There is broad agreement that unless growth picks up the labour market will remain weak--7.8% unemployment is nothing to cheer about--but the prospects for an acceleration in growth are not unambiguously bright. The growth rate has been declining steadily, from 3% in the first quarter of this year to 2% in the second and a mere 1.3% in the third. The year-on-year gain in retail sales in September was 0.8%, far below last year's 5.5%. The hot apartment rental market seems to be cooling, with the decline in the vacancy rate in the second quarter the smallest improvement since early 2010, according to the property consultant Reis.
Even more ominous for long-term growth prospects is the decline in world trade as recession bites in the eurozone and growth slows in China. The World Trade Organisation estimates that the global volume of trade in goods will expand only 2.5% this year, half the rate in 2011 and far below the 14% in 2010. Olivier Blanchard, chief economist at the International Monetary Fund, now says: "It will surely take at least a decade from the beginning of the crisis for the world economy to get back to decent shape." As the crisis began with the collapse of Lehman Brothers in September 2008, we have about six years of a non-decent world economy ahead of us.

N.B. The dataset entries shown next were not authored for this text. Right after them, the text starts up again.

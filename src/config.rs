//! Loading backend configuration (API settings, storage, prompts) from TOML + env.
//!
//! See `AgentConfig` and `Prompts` for expected schema. Every section is optional;
//! missing keys keep their defaults.

use std::path::PathBuf;
use std::time::Duration;

use serde::Deserialize;
use tracing::{error, info};

pub const DEFAULT_ENDPOINT: &str = "https://openrouter.ai/api/v1/chat/completions";
pub const DEFAULT_MODEL: &str = "google/gemma-3-1b-it:free";

#[derive(Clone, Debug, Deserialize, Default)]
#[serde(default)]
pub struct AgentConfig {
  pub api: ApiConfig,
  pub storage: StorageConfig,
  pub prompts: Prompts,
}

/// Remote chat-completion endpoint and transport settings.
#[derive(Clone, Debug, Deserialize)]
#[serde(default)]
pub struct ApiConfig {
  pub endpoint: String,
  pub model: String,
  /// Per-attempt budget; every transport strategy gets the full amount.
  pub timeout_secs: u64,
  pub user_agent: String,
  pub referer: String,
  pub title: String,
  /// IP literals of the endpoint host, tried only after a DNS failure.
  pub fallback_ips: Vec<String>,
  /// Key used when a request carries none. Normally filled from OPENROUTER_API_KEY.
  #[serde(skip)]
  pub default_api_key: Option<String>,
}

impl Default for ApiConfig {
  fn default() -> Self {
    Self {
      endpoint: DEFAULT_ENDPOINT.into(),
      model: DEFAULT_MODEL.into(),
      timeout_secs: 60,
      user_agent: "SmartTest/1.0".into(),
      referer: "https://github.com/bagdan13040/smarttest".into(),
      title: "SmartTest".into(),
      fallback_ips: vec!["104.18.2.115".into(), "104.18.3.115".into()],
      default_api_key: None,
    }
  }
}

impl ApiConfig {
  pub fn timeout(&self) -> Duration {
    Duration::from_secs(self.timeout_secs.max(1))
  }
}

#[derive(Clone, Debug, Deserialize)]
#[serde(default)]
pub struct StorageConfig {
  pub data_dir: PathBuf,
}

impl Default for StorageConfig {
  fn default() -> Self {
    Self { data_dir: PathBuf::from("./data") }
  }
}

/// Prompts used by the LLM client. Placeholders are `{name}` (see `util::fill_template`).
/// You can override them in TOML if you need to tune tone/structure.
#[derive(Clone, Debug, Deserialize)]
#[serde(default)]
pub struct Prompts {
  // Theory + multiple-choice course
  pub course_system: String,
  pub course_user_template: String,
  // Open-ended questions
  pub open_questions_system: String,
  pub open_questions_user_template: String,
  // Free-text answer grading
  pub evaluation_system: String,
  pub evaluation_user_template: String,
  // Follow-up topic suggestions
  pub next_topics_system: String,
  pub next_topics_user_template: String,
}

impl Default for Prompts {
  fn default() -> Self {
    Self {
      course_system: "You are an API that returns raw JSON only. Format text with Kivy markup ([b], [i], [color]) instead of Markdown.".into(),
      course_user_template: "Topic: '{topic}'. Difficulty: '{difficulty}'. \
1. Write an EXTENSIVE and DETAILED theory text. \
Split the text into logical sections with headings. \
Use [b]...[/b] tags for bold text and \\n line breaks for formatting. \
Do NOT use Markdown (**, ##). \
2. Generate exactly 10 questions with 4 answer options each. \
Return ONLY a JSON object. \
Structure: {\"theory\": \"Theory text...\", \"questions\": [{\"question\": \"...\", \"options\": [\"...\", \"...\", \"...\", \"...\"], \"answer\": 0}]}".into(),
      open_questions_system: "You are an API that returns raw JSON only. You write open-ended study questions.".into(),
      open_questions_user_template: "Topic: '{topic}'. Difficulty: '{difficulty}'. \
Write {n} open-ended questions that require a short written answer and check understanding, not recall. \
For each question add grading notes: the key points a good answer must mention. \
Return ONLY a JSON array: [{\"question\": \"...\", \"notes\": \"...\"}]".into(),
      evaluation_system: "You are a fair but strict examiner. Reply with raw JSON only.".into(),
      evaluation_user_template: "Question: {question}\nGrading notes: {notes}\nStudent answer: {answer}\n\n\
Grade the answer from 0 to 10. \
Return ONLY JSON: {\"score\": 0, \"max_score\": 10, \"commentary\": \"...\", \"suggested_improvements\": \"...\"}".into(),
      next_topics_system: "You are a study planner. Reply with raw JSON only.".into(),
      next_topics_user_template: "The student has just studied this material:\n{material}\n\n\
Suggest {n} short topic titles to study next that deepen or extend it. \
Return ONLY a JSON array of strings.".into(),
    }
  }
}

/// Attempt to load `AgentConfig` from SMARTTEST_CONFIG_PATH. On any parsing/IO error, returns None.
pub fn load_agent_config_from_env() -> Option<AgentConfig> {
  let path = std::env::var("SMARTTEST_CONFIG_PATH").ok()?;
  match std::fs::read_to_string(&path) {
    Ok(s) => match toml::from_str::<AgentConfig>(&s) {
      Ok(cfg) => {
        info!(target: "smarttest_backend", %path, "Loaded backend config (TOML)");
        Some(cfg)
      }
      Err(e) => {
        error!(target: "smarttest_backend", %path, error = %e, "Failed to parse TOML config");
        None
      }
    },
    Err(e) => {
      error!(target: "smarttest_backend", %path, error = %e, "Failed to read TOML config file");
      None
    }
  }
}

/// TOML config (or defaults) with environment overrides applied.
pub fn load_config() -> AgentConfig {
  let mut cfg = load_agent_config_from_env().unwrap_or_default();
  apply_env_overrides(&mut cfg, |k| std::env::var(k).ok());
  cfg
}

fn apply_env_overrides(cfg: &mut AgentConfig, var: impl Fn(&str) -> Option<String>) {
  let non_blank = |k: &str| var(k).map(|v| v.trim().to_string()).filter(|v| !v.is_empty());
  if let Some(key) = non_blank("OPENROUTER_API_KEY") {
    cfg.api.default_api_key = Some(key);
  }
  if let Some(model) = non_blank("OPENROUTER_MODEL") {
    cfg.api.model = model;
  }
  if let Some(dir) = non_blank("SMARTTEST_DATA_DIR") {
    cfg.storage.data_dir = PathBuf::from(dir);
  }
}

And Americans who are comforted by the fact that we are at least eking out some growth while Europe is in recession might heed the warning of Bill Gross of Pimco, which manages $1.8 trillion in funds. He says that America's reliance on debt is like "an addict whose habit extends beyond weed or cocaine and who frequently pleasures himself with budgetary crystal meth." Gross reckons the US must raise taxes or cut spending by $1.6 trillion a year, compared with the mere $200 billion in spending cuts and tax increases that would occur if America goes over the "fiscal cliff" at year-end. Greece here we come.
And yet, and yet. Car sales continue to boom, rising in September by 12.8% over last year, hitting a 4½-year high. The manufacturing sector picked up in September for the first time in four months and passed the 50-point mark the Institute for Supply Management sets as the point at which a sector is growing. The housing market continues to recover: prices are rising, new home sales are 28% higher than last year, and shortages of houses for sale are being reported in some regions. Consumers' sentiment is improving as the value of their homes and shares rises, which might give retailers a boost during the coming holiday shopping season.
There is a wall of money sitting on the sidelines and waiting to be deployed by investors. Private equity funds are sitting on $1trillion looking for deals, and corporations have a $2 trillion cash hoard, waiting for some clarity as to future tax and regulatory policy.
Presumably, that clarity will come on November 6, when we will learn whether businesses' failure to invest is really due to uncertainty or will be exacerbated by a new certainty: the tax increases and new regulations President Obama is promising if re-elected.